At the same time, I hired Zoe to build out the private label line of Gotham; think of it as our omnichannel. That is an entirely separate business, but I believe it makes sense to build out the brand. The other item is that we have drilled down on finding a separate space for delivery. It is a very different business, and the OCM will let us operate delivery out of a separate storefront because we are early in the game.
We had to build out the store, Sarah Carter, the founder, and owner of CV-Partners, told me she thought it could be done by mid-October.

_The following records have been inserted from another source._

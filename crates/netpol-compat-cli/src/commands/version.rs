//! Version command implementation.

const VERSION: &str = env!("CARGO_PKG_VERSION");
const NAME: &str = "netpol-compat";

pub fn run() {
    println!("{NAME} {VERSION}");
    println!();
    println!("Checks NetworkPolicy rollouts for traffic they would break.");
    println!();
    println!("Build info:");
    println!("  Target:       {}", std::env::consts::ARCH);
    println!("  OS:           {}", std::env::consts::OS);
}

I suggested April 20th. We hired Cinema-Vitae to help us execute our vision with shop drawings and work with Ovation Instore to build our cases.
During this time, we are attempting to get a bank, insurance, and payroll company while building out a website, buying merchandise, digging into the cannabis wholesale market, getting through a community board, and of course, hiring a management team under Darin and salespeople.
Our team is incredible; we all work well together while supporting each other and executing all day long in their noted lanes. Everyone had chipped in when help was needed, such as completing the website or trying out the products. We also have incredible attorneys who have helped navigate us through very choppy waters, including tax attorneys, because this space is so complicated if you want to be profitable. All and all, it is a pleasure to work with every one of them.
This story has many other parts, but I am sticking to the high points.
Today we open. All of this has been going on for a while as a backdrop, but basically, the gas pedal was hit on November 18th; essentially, all of this has happened over six months. We are now roughly 30 people, with a store. I believe we can apply for a license to open two more stores sometime at the end of the summer.
I know a long, drawn-out post, but for those entrepreneurs out there, I thought you might enjoy the journey. I love it.